What is Quantum Entanglement?

Quantum Entanglement is an interesting concept that basically throws the proverbial monkey-wrench into basic physics.

It occurs when two particles are created from a single source. For example, a photon pair can be created in the laboratory by 'shooting a photon through a specially designed crystal. This results in some of the photons 'splitting' into two photons. However, each photon has a lower energy (or energy frequency). In fact, the total energy of both new photons when summed, equals the total energy of the original.

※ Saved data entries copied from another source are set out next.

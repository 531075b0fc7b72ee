//! Generative-text backends.
//!
//! The orchestration layer consumes a single capability,
//! [`TextCompletion`]. [`OllamaClient`] is the bundled implementation; tests
//! and embedders can supply their own.

mod ollama;
mod traits;

pub use ollama::{DEFAULT_BASE_URL, DEFAULT_MODEL, OllamaClient};
pub use traits::TextCompletion;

What's more interesting though is that these two photons will be exact opposites of each other. If we look at their 'polarity' and 'spin' (a non-scientific analogy for their quantum state) they will be perfectly mirror images of each other. But it doesn't end there, once created, they will ALWAYS be the mirror of each other.

If we now allow these photons to separate and expose one to say a magnetic field to say increase its spin, when we observe the other particle, its spin also changes (albeit in the direct opposite direction). The other particle INSTANTLY acquires the opposite quantum state of the particle that we passed through the magnetic field.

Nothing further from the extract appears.